Jules Verne: Five Weeks in a Balloon

10. CHAPTER TENTH. (continued)

"On the upper part of this tank is a platinum tube provided with a stopcock.

"You will now readily understand, gentlemen, the apparatus that I have described to you is really a gas cylinder and blow-pipe for oxygen and hydrogen, the heat of which exceeds that of a forge fire.

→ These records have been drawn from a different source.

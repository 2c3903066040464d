use std::fmt;

use thiserror::Error;
use uuid::Uuid;

/// Entity families the ledger can report as missing.
#[derive(Debug, Clone, Copy, PartialEq, Eq)]
pub enum EntityKind {
    Budget,
    Transaction,
}

impl fmt::Display for EntityKind {
    fn fmt(&self, f: &mut fmt::Formatter<'_>) -> fmt::Result {
        match self {
            EntityKind::Budget => f.write_str("budget"),
            EntityKind::Transaction => f.write_str("transaction"),
        }
    }
}

/// Error type that captures caller-input failures of ledger operations.
#[derive(Debug, Error, PartialEq)]
pub enum LedgerError {
    #[error("Validation failed: {0}")]
    Validation(String),
    #[error("{entity} not found: {id}")]
    NotFound { entity: EntityKind, id: Uuid },
}

impl LedgerError {
    pub fn budget_not_found(id: Uuid) -> Self {
        LedgerError::NotFound {
            entity: EntityKind::Budget,
            id,
        }
    }

    pub fn transaction_not_found(id: Uuid) -> Self {
        LedgerError::NotFound {
            entity: EntityKind::Transaction,
            id,
        }
    }

    pub fn is_not_found(&self) -> bool {
        matches!(self, LedgerError::NotFound { .. })
    }
}

pub type LedgerResult<T> = Result<T, LedgerError>;

/// Failures raised while reading or writing snapshots and configuration.
#[derive(Debug, Error)]
pub enum StorageError {
    #[error("IO error: {0}")]
    Io(#[from] std::io::Error),
    #[error("Serialization error: {0}")]
    Serde(#[from] serde_json::Error),
    #[error("Persistence error: {0}")]
    Persistence(String),
}

#[cfg(test)]
mod tests {
    use super::*;

    #[test]
    fn not_found_message_names_entity() {
        let id = Uuid::new_v4();
        let err = LedgerError::budget_not_found(id);
        assert_eq!(err.to_string(), format!("budget not found: {id}"));
        assert!(err.is_not_found());
    }

    #[test]
    fn validation_is_not_a_lookup_failure() {
        let err = LedgerError::Validation("name must not be empty".into());
        assert!(!err.is_not_found());
        assert!(err.to_string().contains("name must not be empty"));
    }
}
use colored::Colorize;

use crate::analytics::Utilization;
use crate::config::Config;
use crate::services::{BudgetStatus, TransactionView};

const BAR_WIDTH: usize = 20;

/// Whole-unit amount with thousands separators, prefixed by the currency code.
pub fn format_amount(amount: f64, config: &Config) -> String {
    let rounded = amount.abs().round() as u64;
    let digits = rounded.to_string();
    let mut grouped = String::with_capacity(digits.len() + digits.len() / 3);
    for (idx, ch) in digits.chars().enumerate() {
        if idx > 0 && (digits.len() - idx) % 3 == 0 {
            grouped.push(',');
        }
        grouped.push(ch);
    }
    let sign = if amount < 0.0 && rounded > 0 { "-" } else { "" };
    format!("{sign}{} {grouped}", config.currency)
}

/// Text progress bar clamped at 100%.
pub fn progress_bar(utilization: &Utilization) -> String {
    let filled = ((utilization.bar_width() / 100.0) * BAR_WIDTH as f64).round() as usize;
    let filled = filled.min(BAR_WIDTH);
    format!("[{}{}]", "#".repeat(filled), ".".repeat(BAR_WIDTH - filled))
}

pub fn budget_line(status: &BudgetStatus, config: &Config) -> String {
    let budget = &status.budget;
    let usage = format!("{:.1}% used", status.utilization.percentage);
    let usage = if status.utilization.is_over_budget {
        format!("{usage} (over budget!)").red().to_string()
    } else {
        usage.green().to_string()
    };
    format!(
        "{}  {:<16} {} / {}  {}  {}  {} left",
        budget.id,
        budget.name,
        format_amount(budget.spent, config),
        format_amount(budget.monthly_limit, config),
        progress_bar(&status.utilization),
        usage,
        format_amount(budget.remaining(), config)
    )
}

pub fn transaction_line(view: &TransactionView, config: &Config) -> String {
    let txn = &view.transaction;
    let signed = if txn.is_income() {
        format!("+{}", format_amount(txn.magnitude(), config)).green()
    } else {
        format!("-{}", format_amount(txn.magnitude(), config)).red()
    };
    format!(
        "{}  {}  {:<14} {:<16} {:<5} {:>14}  {}",
        txn.id,
        txn.date,
        txn.category,
        view.budget_name.as_deref().unwrap_or("no budget"),
        txn.payment_method,
        signed,
        txn.notes.as_deref().unwrap_or("No notes")
    )
}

"This much established, I proceed to the second part of my apparatus. From the lowest part of my balloon, which is hermetically closed, issue two tubes a little distance apart. The one starts among the upper layers of the hydrogen gas, the other amid the lower layers.

"These two pipes are provided at intervals with strong jointings of india-rubber, which enable them to move in harmony with the oscillations of the balloon.

"Both of them run down as far as the car, and lose themselves in an iron receptacle of cylindrical form, which is called the heat-tank. The latter is closed at its two ends by two strong plates of the same metal.

"The pipe running from the lower part of the balloon runs into this cylindrical receptacle through the lower plate; it penetrates the latter and then takes the form of a helicoidal or screw-shaped spiral, the rings of which, rising one over the other, occupy nearly the whole of the height of the tank. Before again issuing from it, this spiral runs into a small cone with a concave base, that is turned downward in the shape of a spherical cap.

"It is from the top of this cone that the second pipe issues, and it runs, as I have said, into the upper beds of the balloon.

"The spherical cap of the small cone is of platinum, so as not to melt by the action of the cylinder and blow-pipe, for the latter are placed upon the bottom of the iron tank in the midst of the helicoidal spiral, and the extremity of their flame will slightly touch the cap in question.